Just working with these big ideas and thinking, wow, I’ve never really thought about what cheating means. Just those sorts of ideas. And I wonder about why when we think of skills, we always hear about technology skills, but we don’t hear about, well, we need to really focus on people being able to decipher what the media is selling them. You know what I mean? It’s always a particular type of skill.
ED: I’d like to give kind of a slightly more optimistic interpretation of all this. The fact is that as large a percentage of college students major in the humanities as they have, except for the early ’70s. What has changed is that we’ve more than doubled the number of students going to college. We’ve doubled the percentage of women going to college. This is since 1970. We’ve doubled the students of color going to college.
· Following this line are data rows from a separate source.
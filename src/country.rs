// src/country.rs
//! Страны и карта владения.
//!
//! Таблица отображения стран (имя + цвет) поставляется извне и читается
//! движком только для выбора цветов пикселей. Карта владения
//! `провинция → страна` — единственное изменяемое состояние, которым внешний
//! слой (редактор/игра) управляет напрямую; каждая мутация проверяется на
//! границе и возвращает список затронутых стран для точечной инвалидации
//! производных слоёв.

use std::collections::HashMap;
use std::fs;
use std::path::Path;

use serde::{Deserialize, Serialize};

use crate::error::MapError;
use crate::province::ProvinceIndex;

pub type CountryId = String;

/// Строка таблицы стран: цвет задан HEX-строкой вида `"#rrggbb"`.
#[derive(Debug, Clone, Serialize, Deserialize)]
pub struct CountryDef {
    pub id: String,
    pub name: String,
    pub color: String,
}

/// Отображаемые атрибуты страны с уже разобранным цветом.
#[derive(Debug, Clone, PartialEq, Eq)]
pub struct CountryDisplay {
    pub id: CountryId,
    pub name: String,
    pub color: [u8; 3],
}

/// Разбирает цвет из HEX-строки `"#rrggbb"`.
///
/// Некорректный формат отвергается с описанием причины — состояние таблицы
/// при этом не меняется.
pub fn parse_hex_color(value: &str) -> Result<[u8; 3], MapError> {
    let hex = value.strip_prefix('#').ok_or(MapError::InvalidCountryColor {
        value: value.to_string(),
        reason: "ожидается префикс '#'",
    })?;
    if hex.len() != 6 {
        return Err(MapError::InvalidCountryColor {
            value: value.to_string(),
            reason: "ожидается ровно 6 шестнадцатеричных цифр",
        });
    }
    let parse = |range: std::ops::Range<usize>| {
        u8::from_str_radix(&hex[range], 16).map_err(|_| MapError::InvalidCountryColor {
            value: value.to_string(),
            reason: "недопустимая шестнадцатеричная цифра",
        })
    };
    Ok([parse(0..2)?, parse(2..4)?, parse(4..6)?])
}

/// Таблица стран с доступом по идентификатору и по порядковому номеру.
///
/// Порядковые номера плотные и стабильные — производные буферы (счётчики
/// пикселей, якоря подписей) индексируются ими, а не строками.
#[derive(Debug, Default)]
pub struct CountryTable {
    countries: Vec<CountryDisplay>,
    by_id: HashMap<CountryId, usize>,
}

impl CountryTable {
    pub fn from_defs(defs: &[CountryDef]) -> Result<Self, MapError> {
        let mut countries = Vec::with_capacity(defs.len());
        let mut by_id = HashMap::with_capacity(defs.len());
        for def in defs {
            let color = parse_hex_color(&def.color)?;
            if by_id.contains_key(&def.id) {
                return Err(MapError::DuplicateCountryId {
                    id: def.id.clone(),
                });
            }
            by_id.insert(def.id.clone(), countries.len());
            countries.push(CountryDisplay {
                id: def.id.clone(),
                name: def.name.clone(),
                color,
            });
        }
        Ok(Self { countries, by_id })
    }

    /// Загружает таблицу стран из JSON-файла.
    pub fn load(path: &Path) -> Result<Self, MapError> {
        let contents = fs::read_to_string(path).map_err(|source| MapError::TableRead {
            path: path.to_path_buf(),
            source,
        })?;
        let defs: Vec<CountryDef> =
            serde_json::from_str(&contents).map_err(|source| MapError::TableParse {
                path: path.to_path_buf(),
                source,
            })?;
        Self::from_defs(&defs)
    }

    #[must_use]
    pub fn get(&self, id: &str) -> Option<&CountryDisplay> {
        self.by_id.get(id).map(|&i| &self.countries[i])
    }

    #[must_use]
    pub fn ordinal(&self, id: &str) -> Option<usize> {
        self.by_id.get(id).copied()
    }

    #[must_use]
    pub fn by_ordinal(&self, ordinal: usize) -> Option<&CountryDisplay> {
        self.countries.get(ordinal)
    }

    pub fn iter(&self) -> impl Iterator<Item = &CountryDisplay> {
        self.countries.iter()
    }

    #[must_use]
    pub fn len(&self) -> usize {
        self.countries.len()
    }

    #[must_use]
    pub fn is_empty(&self) -> bool {
        self.countries.is_empty()
    }
}

/// Строка таблицы владения.
#[derive(Debug, Clone, Serialize, Deserialize)]
pub struct OwnershipRow {
    pub province: String,
    pub country: String,
}

/// Загружает таблицу владения из JSON-файла.
pub fn load_ownership(path: &Path) -> Result<Vec<OwnershipRow>, MapError> {
    let contents = fs::read_to_string(path).map_err(|source| MapError::TableRead {
        path: path.to_path_buf(),
        source,
    })?;
    serde_json::from_str(&contents).map_err(|source| MapError::TableParse {
        path: path.to_path_buf(),
        source,
    })
}

/// Результат мутации владения: какие страны затронуты.
#[derive(Debug, Clone, PartialEq, Eq)]
pub struct OwnershipChange {
    /// Провинция, у которой сменился владелец
    pub province: String,
    /// Старый и новый владельцы без повторов; пустой список — мутация
    /// ничего не изменила (повторное назначение того же владельца)
    pub affected: Vec<CountryId>,
}

/// Карта владения: `провинция → страна`. Частичная — отсутствие записи
/// означает "ничья".
#[derive(Debug, Default, Clone)]
pub struct OwnershipMap {
    owners: HashMap<String, CountryId>,
}

impl OwnershipMap {
    /// Назначает провинции владельца. Неизвестная провинция или страна
    /// отвергается, состояние не меняется.
    pub fn assign(
        &mut self,
        index: &ProvinceIndex,
        countries: &CountryTable,
        province_id: &str,
        country_id: &str,
    ) -> Result<OwnershipChange, MapError> {
        if index.get(province_id).is_none() {
            return Err(MapError::UnknownProvince {
                id: province_id.to_string(),
            });
        }
        if countries.get(country_id).is_none() {
            return Err(MapError::UnknownCountry {
                id: country_id.to_string(),
            });
        }
        let previous = self
            .owners
            .insert(province_id.to_string(), country_id.to_string());
        let mut affected = Vec::with_capacity(2);
        match previous {
            Some(old) if old == country_id => {}
            Some(old) => {
                affected.push(old);
                affected.push(country_id.to_string());
            }
            None => affected.push(country_id.to_string()),
        }
        Ok(OwnershipChange {
            province: province_id.to_string(),
            affected,
        })
    }

    /// Снимает владельца с провинции (правый клик в редакторе).
    pub fn clear(
        &mut self,
        index: &ProvinceIndex,
        province_id: &str,
    ) -> Result<OwnershipChange, MapError> {
        if index.get(province_id).is_none() {
            return Err(MapError::UnknownProvince {
                id: province_id.to_string(),
            });
        }
        let previous = self.owners.remove(province_id);
        Ok(OwnershipChange {
            province: province_id.to_string(),
            affected: previous.into_iter().collect(),
        })
    }

    /// Полная замена таблицы ("всё изменилось, пересчитать всё").
    ///
    /// Все строки проверяются до применения: одна битая строка отвергает
    /// таблицу целиком, текущее состояние остаётся нетронутым.
    pub fn bulk_load(
        &mut self,
        index: &ProvinceIndex,
        countries: &CountryTable,
        rows: &[OwnershipRow],
    ) -> Result<(), MapError> {
        let mut fresh = HashMap::with_capacity(rows.len());
        for row in rows {
            if index.get(&row.province).is_none() {
                return Err(MapError::UnknownProvince {
                    id: row.province.clone(),
                });
            }
            if countries.get(&row.country).is_none() {
                return Err(MapError::UnknownCountry {
                    id: row.country.clone(),
                });
            }
            fresh.insert(row.province.clone(), row.country.clone());
        }
        self.owners = fresh;
        Ok(())
    }

    #[must_use]
    pub fn owner_of(&self, province_id: &str) -> Option<&CountryId> {
        self.owners.get(province_id)
    }

    pub fn iter(&self) -> impl Iterator<Item = (&String, &CountryId)> {
        self.owners.iter()
    }

    #[must_use]
    pub fn len(&self) -> usize {
        self.owners.len()
    }

    #[must_use]
    pub fn is_empty(&self) -> bool {
        self.owners.is_empty()
    }
}

#[cfg(test)]
mod tests {
    use super::*;
    use crate::province::ProvinceDef;
    use crate::raster::PixelRaster;

    fn test_index() -> ProvinceIndex {
        let defs = vec![
            ProvinceDef {
                r: 10,
                g: 0,
                b: 0,
                id: "a".to_string(),
                name: "A".to_string(),
            },
            ProvinceDef {
                r: 0,
                g: 20,
                b: 0,
                id: "b".to_string(),
                name: "B".to_string(),
            },
        ];
        ProvinceIndex::build(&defs, PixelRaster::new(2, 2)).unwrap()
    }

    fn test_countries() -> CountryTable {
        CountryTable::from_defs(&[
            CountryDef {
                id: "red".to_string(),
                name: "Redland".to_string(),
                color: "#c83232".to_string(),
            },
            CountryDef {
                id: "blue".to_string(),
                name: "Bluemark".to_string(),
                color: "#3232c8".to_string(),
            },
        ])
        .unwrap()
    }

    #[test]
    fn parse_hex_color_ok() {
        assert_eq!(parse_hex_color("#a1b2c3").unwrap(), [0xa1, 0xb2, 0xc3]);
    }

    #[test]
    fn parse_hex_color_rejects_malformed() {
        assert!(parse_hex_color("a1b2c3").is_err());
        assert!(parse_hex_color("#a1b2").is_err());
        assert!(parse_hex_color("#zzzzzz").is_err());
    }

    #[test]
    fn assign_reports_affected_countries() {
        let index = test_index();
        let countries = test_countries();
        let mut ownership = OwnershipMap::default();

        let change = ownership.assign(&index, &countries, "a", "red").unwrap();
        assert_eq!(change.affected, vec!["red".to_string()]);

        // смена владельца затрагивает обе страны
        let change = ownership.assign(&index, &countries, "a", "blue").unwrap();
        assert_eq!(
            change.affected,
            vec!["red".to_string(), "blue".to_string()]
        );

        // повторное назначение никого не затрагивает
        let change = ownership.assign(&index, &countries, "a", "blue").unwrap();
        assert!(change.affected.is_empty());
    }

    #[test]
    fn assign_rejects_unknown_ids_without_mutation() {
        let index = test_index();
        let countries = test_countries();
        let mut ownership = OwnershipMap::default();

        assert!(matches!(
            ownership.assign(&index, &countries, "ghost", "red"),
            Err(MapError::UnknownProvince { .. })
        ));
        assert!(matches!(
            ownership.assign(&index, &countries, "a", "ghost"),
            Err(MapError::UnknownCountry { .. })
        ));
        assert!(ownership.is_empty());
    }

    #[test]
    fn clear_returns_previous_owner() {
        let index = test_index();
        let countries = test_countries();
        let mut ownership = OwnershipMap::default();
        ownership.assign(&index, &countries, "a", "red").unwrap();

        let change = ownership.clear(&index, "a").unwrap();
        assert_eq!(change.affected, vec!["red".to_string()]);
        assert!(ownership.owner_of("a").is_none());

        // повторная очистка — допустимый no-op
        let change = ownership.clear(&index, "a").unwrap();
        assert!(change.affected.is_empty());
    }

    #[test]
    fn bulk_load_rejects_bad_row_atomically() {
        let index = test_index();
        let countries = test_countries();
        let mut ownership = OwnershipMap::default();
        ownership.assign(&index, &countries, "a", "red").unwrap();

        let rows = vec![
            OwnershipRow {
                province: "b".to_string(),
                country: "blue".to_string(),
            },
            OwnershipRow {
                province: "ghost".to_string(),
                country: "red".to_string(),
            },
        ];
        assert!(ownership.bulk_load(&index, &countries, &rows).is_err());
        // таблица не изменилась
        assert_eq!(ownership.owner_of("a"), Some(&"red".to_string()));
        assert!(ownership.owner_of("b").is_none());
    }
}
And a lot of those folks are first generation. And as a result, they are studying more vocationally based subjects, especially business. And I guess it seems to me that if you are the first in your family to get a shot at college, studying something where there seems to be a guaranteed return on your investment seems like a rational choice. So I think that one way to think about this is that a broadening, a democratizing of the student body, leads to a vocationalizing, if I may, of majors.
And it’s also the case that kids who are in college today had as a formative experience the downturn, while they were in high school, of the great recession. So I think that we’re seeing, just as we think of kids in the ’50s being conservative, kids in the ’60s being radical or whatever, that their formative experience is, boy, you better be careful, because the world is a fragile place economically.
PETER: But I love people like Lisa, the kind of person I really enjoy having in a classroom, people who are there for what you have to offer– that transaction between teacher and student. And I think that’s what we in the liberal arts worry about especially is the quality of those transactions, those conversations, those connections.
I don’t think it’s a new problem. In some ways, it’s a perennial problem. That is, how you make the magic that makes college worthwhile that you can look back on it the way Lisa looks back on her college years.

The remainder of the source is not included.